Long Beach resident Matt Barnikel was in the right place at the right time Thursday afternoon when an unidentified woman began struggling in the water across from the Lawai Beach Resort in Koloa.
While it only took a few minutes to save her life, Barnikel said the experience will not soon be forgotten.
On vacation visiting his mom, Barbara, the two had set out for a leisurely day at the beach earlier that morning. And after experiencing strong currents at Ke‘e Beach on the North Shore and Po‘ipu to the south over the past week, they were in search of calm waters for snorkeling.
Barnikel, 22, is trained in CPR and water safety from two years on his high school surf team. He said he had joked with his mom about having to use those skills during his trip, but neither took the comment seriously.
The surf was calm when they arrived — ideal for paddling and taking pictures, he said. It was not until two hours later that the wind and waves started to pick up.
“All of a sudden, in about 15 minutes it got pretty crazy,” Barnikel recalled yesterday.
He was roughly 500 feet from the shore snorkeling when he heard a woman yell. Barnikel said she was about 50 yards inland from him right in the middle of the shore break. He didn’t think much at first, but then she yelled again. Barnikel asked if she was OK, and the woman said no.
“I took off after her,” he said. “I lost my snorkel mask and was paddling with it in my teeth like a dog with a bone.”
The woman’s husband, who was about 15 feet to his left, had not heard the cry but noticed Barnikel swimming frantically. Barnikel said he motioned to the man and kept on going.

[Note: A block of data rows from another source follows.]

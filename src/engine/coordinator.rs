use std::collections::BTreeMap;
use std::mem;
use std::sync::mpsc;

use serde::{Deserialize, Serialize};
use tracing::{debug, info};

use super::events::{ClaimReceipt, Notification};
use crate::error::EngineError;
use crate::game::{Board, GameOutcome, Round, RoundView, Side, COLS};
use crate::ids::{Amount, Balance, MoveId, Participant, RoundId};
use crate::payout::{PayoutCalculator, UnbackedPoolPolicy};

/// Engine policy knobs.
#[derive(Debug, Clone, PartialEq, Eq, Serialize, Deserialize)]
#[serde(default)]
pub struct EngineConfig {
    /// Id given to the very first round.
    pub first_round_id: u64,
    /// Distinct voters needed on the pending move before it is resolved.
    pub vote_quorum: usize,
    /// Keep accepting stakes after the first vote of a round.
    pub stakes_while_in_progress: bool,
    pub unbacked_pool: UnbackedPoolPolicy,
    /// Fail a claim batch that pays nothing instead of returning an empty receipt.
    pub reject_empty_claims: bool,
}

impl Default for EngineConfig {
    fn default() -> Self {
        EngineConfig {
            first_round_id: 1,
            vote_quorum: 1,
            stakes_while_in_progress: true,
            unbacked_pool: UnbackedPoolPolicy::Retain,
            reject_empty_claims: false,
        }
    }
}

/// Owns the current round, the history of closed rounds and the global
/// round/move counters. All transitions happen inside `&mut self` calls.
#[derive(Debug, Serialize, Deserialize)]
pub struct RoundCoordinator {
    config: EngineConfig,
    current: Round,
    history: BTreeMap<RoundId, Round>,
    next_move: MoveId,
    treasury: Balance,
    #[serde(skip)]
    subscribers: Vec<mpsc::Sender<Notification>>,
}

impl RoundCoordinator {
    pub fn new(config: EngineConfig) -> Self {
        let first = RoundId(config.first_round_id);
        info!(round_id = %first, "opening first round");
        RoundCoordinator {
            config,
            current: Round::new(first),
            history: BTreeMap::new(),
            next_move: MoveId(0),
            treasury: 0,
            subscribers: Vec::new(),
        }
    }

    pub fn config(&self) -> &EngineConfig {
        &self.config
    }

    pub fn current_round_id(&self) -> RoundId {
        self.current.id()
    }

    /// Id of the pending move. Increments once per resolved move, across rounds.
    pub fn current_move_id(&self) -> MoveId {
        self.next_move
    }

    pub fn current_round(&self) -> &Round {
        &self.current
    }

    /// Closed rounds in id order.
    pub fn closed_rounds(&self) -> impl Iterator<Item = &Round> {
        self.history.values()
    }

    /// Dust and retained pools kept by the engine.
    pub fn treasury(&self) -> Balance {
        self.treasury
    }

    /// Receive every notification emitted from now on.
    pub fn subscribe(&mut self) -> mpsc::Receiver<Notification> {
        let (tx, rx) = mpsc::channel();
        self.subscribers.push(tx);
        rx
    }

    pub fn round(&self, round_id: RoundId) -> Result<&Round, EngineError> {
        if round_id == self.current.id() {
            return Ok(&self.current);
        }
        self.history
            .get(&round_id)
            .ok_or(EngineError::UnknownRound(round_id))
    }

    fn ensure_current(&self, round_id: RoundId) -> Result<(), EngineError> {
        let current = self.current.id();
        if round_id != current {
            return Err(EngineError::StaleRound {
                requested: round_id,
                current,
            });
        }
        Ok(())
    }

    /// Place a stake on `side` of the current round.
    pub fn stake(
        &mut self,
        round_id: RoundId,
        side: Side,
        amount: Amount,
        participant: Participant,
    ) -> Result<Vec<Notification>, EngineError> {
        self.ensure_current(round_id)?;
        self.current.stake(
            participant.clone(),
            side,
            amount,
            self.config.stakes_while_in_progress,
        )?;

        let side_total = self.current.stakes().side_total(side);
        debug!(%round_id, %participant, %side, amount, side_total, "stake placed");

        let events = vec![Notification::StakePlaced {
            round_id,
            participant,
            side,
            amount,
            side_total,
        }];
        self.publish(&events);
        Ok(events)
    }

    /// Vote for the next column of the current round.
    ///
    /// Once the quorum of distinct voters is reached the move is resolved,
    /// and a finished game is settled and replaced by a fresh round before
    /// this call returns.
    pub fn vote(
        &mut self,
        round_id: RoundId,
        column: usize,
        participant: Participant,
    ) -> Result<Vec<Notification>, EngineError> {
        self.ensure_current(round_id)?;
        let move_id = self.next_move;
        self.current.vote(participant.clone(), column)?;
        debug!(%round_id, %move_id, %participant, column, "vote cast");

        let mut events = vec![Notification::VoteCast {
            round_id,
            move_id,
            participant,
            column,
        }];

        if self.current.votes().voter_count() >= self.config.vote_quorum {
            self.resolve_pending(&mut events)?;
        }

        self.publish(&events);
        Ok(events)
    }

    fn resolve_pending(&mut self, events: &mut Vec<Notification>) -> Result<(), EngineError> {
        let round_id = self.current.id();
        let move_id = self.next_move;
        let resolved = self.current.resolve_move()?;
        self.next_move = move_id.next();

        debug!(
            %round_id,
            %move_id,
            column = resolved.drop.column,
            row = resolved.drop.row,
            side = %resolved.side,
            "move resolved"
        );
        events.push(Notification::MoveResolved {
            round_id,
            move_id,
            column: resolved.drop.column,
            row: resolved.drop.row,
            side: resolved.side,
            terminal: resolved.outcome.is_some(),
        });

        if let Some(outcome) = resolved.outcome {
            events.push(match outcome {
                GameOutcome::Winner(side) => Notification::GameWon {
                    round_id,
                    move_id,
                    side,
                },
                GameOutcome::Draw => Notification::GameDrawn { round_id, move_id },
            });
            self.settle(outcome, events);
        }
        Ok(())
    }

    /// Compute entitlements, close the finished round and open the next one.
    fn settle(&mut self, outcome: GameOutcome, events: &mut Vec<Notification>) {
        let payouts = PayoutCalculator::new(self.config.unbacked_pool)
            .compute(self.current.stakes(), outcome);
        self.current.close(&payouts);

        let next = Round::new(self.current.id().next());
        let closed = mem::replace(&mut self.current, next);
        self.treasury = self
            .treasury
            .saturating_add(Balance::from(payouts.dust))
            .saturating_add(Balance::from(payouts.retained));
        info!(
            round_id = %closed.id(),
            ?outcome,
            pool = closed.stakes().total_pool(),
            paid = payouts.total_paid(),
            dust = payouts.dust,
            retained = payouts.retained,
            "round closed"
        );
        self.history.insert(closed.id(), closed);

        let opened = self.current.id();
        info!(round_id = %opened, "round opened");
        events.push(Notification::RoundOpened { round_id: opened });
    }

    /// Column eligibility for a round; all false once it has ended.
    pub fn valid_moves(&self, round_id: RoundId) -> Result<[bool; COLS], EngineError> {
        Ok(self.round(round_id)?.valid_moves())
    }

    pub fn board(&self, round_id: RoundId) -> Result<Board, EngineError> {
        Ok(*self.round(round_id)?.board())
    }

    /// Vote counts per column for the pending move of a round.
    pub fn column_votes(&self, round_id: RoundId) -> Result<[u32; COLS], EngineError> {
        Ok(self.round(round_id)?.votes().tally())
    }

    pub fn round_view(&self, round_id: RoundId) -> Result<RoundView, EngineError> {
        Ok(self.round(round_id)?.view())
    }

    /// Outstanding entitlement of `participant` in a finished round, else 0.
    pub fn claimable(&self, round_id: RoundId, participant: &Participant) -> Amount {
        self.history
            .get(&round_id)
            .map_or(0, |round| round.claimable(participant))
    }

    /// Pay out every outstanding entitlement of `participant` in `round_ids`.
    ///
    /// Rounds that are unknown, still running or already claimed contribute
    /// nothing. A batch that pays nothing is an empty receipt, or
    /// `NothingToClaim` when `reject_empty_claims` is set.
    pub fn claim(
        &mut self,
        participant: &Participant,
        round_ids: &[RoundId],
    ) -> Result<ClaimReceipt, EngineError> {
        let anything_owed = round_ids
            .iter()
            .any(|id| self.claimable(*id, participant) > 0);
        if !anything_owed && self.config.reject_empty_claims {
            return Err(EngineError::NothingToClaim);
        }

        let mut receipt = ClaimReceipt::default();
        for &round_id in round_ids {
            let Some(round) = self.history.get_mut(&round_id) else {
                continue;
            };
            let amount = round.take_claim(participant);
            if amount == 0 {
                continue;
            }
            info!(%round_id, %participant, amount, "claimed");
            receipt.paid.push((round_id, amount));
            receipt.total += Balance::from(amount);
            receipt.notifications.push(Notification::Claimed {
                round_id,
                participant: participant.clone(),
                amount,
            });
        }

        self.publish(&receipt.notifications);
        Ok(receipt)
    }

    fn publish(&mut self, events: &[Notification]) {
        if events.is_empty() {
            return;
        }
        // Drop subscribers whose receiver is gone.
        self.subscribers
            .retain(|tx| events.iter().all(|event| tx.send(event.clone()).is_ok()));
    }
}

impl Default for RoundCoordinator {
    fn default() -> Self {
        Self::new(EngineConfig::default())
    }
}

In the 10 to 20 seconds it took him to get to the woman, she had gone underwater.
“I just grabbed her hair with my hand and yanked her up,” he said. Then he grasped her arm, and by that point the husband had arrived to help.
The woman, in her mid-30s, was conscious, Barnikel said, but “kind of hysterical,” so it took a while for the two men to pull her to shore.
Meanwhile, Barbara Barnikel had not noticed anything unusual from the shore. She was alarmed to hear that her son had just saved a life, especially since she had chatted with the woman earlier as they both battled the waves.
“It’s frightening how quiet and how quick it happens,” said the Lihu‘e resident. “It makes you respect the water.”
On dry land, the woman spit up water and spent a few minutes recovering. The husband thanked Barnikel and the couple took off in their car, apparently shaken up over the incident, without leaving their names.
On the experience, Matt Barnikel said he looks at it as good karma and is glad to have made a difference during his stay.
“It was very humbling and it made me feel good to save a life,” he said.
According to Kaua‘i County Public Information Officer Mary Daubert, the fire department responded to a call about a female swimmer in distress at 3 p.m. Thursday between the Marriott’s Waiohai Beach Club and Po‘ipu Beach Park, east of the incident described by Barnikel. In that case, the swimmer had made it to shore by the time crews arrived at the scene.